Claudia Ferraz Wanano
Distribuindo notícias aos 4 ventos pelos informativos em áudio, as cartilhas nas línguas tradicionais, o envio diário de boletins pela radiofonia da FOIRN, o famoso canal 790 do Alto Rio Negro, os comunicadores da floresta foram fundamentais para ajudar as autoridades sanitárias a educar a população, controlar a disseminação e evitar que o número de mortes fosse ainda maior. “O importante da rede é abarcar, é contemplar toda essa diversidade. As notícias são geradas por comunicadores indígenas pertencentes a várias etnias, produzindo conteúdo nas suas línguas e com seu sotaque, seu jeito, com as suas expressões, com a sua forma de narrar. Eu, por exemplo, como jornalista não-indígena, que veio para cá para trabalhar com a formação dessa rede de comunicadores, tenho o desafio de trabalhar a técnica do jornalismo, orientar e apoiar esse coletivo, mas ajudar a construir um jeito de fazer comunicação que é amazônico, que é indígena, e que tem o sotaque do Rio Negro”, define Juliana Radler, do Instituto Socioambiental.
O trabalho em mutirão rendeu ao coletivo o reconhecimento da ONG francesa Repórteres Sem Fronteiras. A equipe da Rede Wayuri está entre os exaltados “Heróis da Informação”, lado a lado com profissionais consagrados da imprensa mundial. Mas enquanto repórteres mundo afora contam com 5G ou com internet por fibra óptica para fazer a notícia chegar rápido aos espectadores, os comunicadores da floresta operam milagres diários para transmitir a informação. Sem internet banda larga, a melhor conexão no município é via satélite oferecida pelo Gesac, satélite brasileiro público, sigla de Governo Eletrônico – Serviço de Atendimento ao Cidadão. Para se ter uma ideia, essa conexão não ultrapassa pífios 10 mega e sempre está sujeita às intempéries climáticas.
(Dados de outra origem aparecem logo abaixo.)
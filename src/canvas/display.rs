//! Display collaborator interface
//!
//! The canvas never renders. It hands finished pixels to a `DisplaySink`,
//! which the host backs with GPU textures.

use crate::raster::{Color, PixelBuffer};

/// Receives pixel uploads from a canvas
pub trait DisplaySink {
    /// Replace the whole canvas image
    fn upload_pixels(&mut self, buffer: &PixelBuffer);

    /// Replace one `TILE_SIZE` x `TILE_SIZE` overlay region.
    /// `pixels` is row-major, local row 0 first.
    fn upload_tile_region(&mut self, tile_x: usize, tile_y: usize, pixels: &[Color]);
}

/// Sink that records what it was sent (headless hosts and tests)
#[derive(Debug, Default, Clone)]
pub struct RecordingDisplay {
    /// Number of full-canvas uploads
    pub full_uploads: usize,
    /// Last full-canvas image received
    pub last_frame: Option<PixelBuffer>,
    /// Every tile upload, in order
    pub tile_uploads: Vec<(usize, usize)>,
}

impl RecordingDisplay {
    pub fn new() -> Self {
        Self::default()
    }

    pub fn reset(&mut self) {
        *self = Self::default();
    }
}

impl DisplaySink for RecordingDisplay {
    fn upload_pixels(&mut self, buffer: &PixelBuffer) {
        self.full_uploads += 1;
        self.last_frame = Some(buffer.clone());
    }

    fn upload_tile_region(&mut self, tile_x: usize, tile_y: usize, _pixels: &[Color]) {
        self.tile_uploads.push((tile_x, tile_y));
    }
}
Bastou o tempo fechar e a internet cai, o que acontece quase todo dia na floresta com maior densidade de chuvas do planeta.

O acesso é fraco, frágil e caro. Os pacotes de internet de 1 mega, em São Gabriel da Cachoeira, custam cerca de R$ 300 por mês e o cliente mal consegue ver um vídeo no YouTube. Em São Paulo, por exemplo, o consumidor paga R$ 100 por 120 mega de fibra óptica. A internet móvel ainda não dá conta do recado, pois, apesar das grandes demanda, expectativa e necessidade, há poucas antenas instaladas pelas operadoras e pouco interesse em resolver o dilema amazônico da comunicação eficiente.
As consequências não atrapalham apenas o avanço da informação por distâncias enormes, mas também as aulas dos professores, o trabalho na prefeitura, o acesso da população aos programas sociais, ao sistema de saúde, etc. A alternativa é usar aplicativos como o ShareIT, sem necessidade de internet, e por aí os áudios vão ganhando o território e chegando aos ouvintes.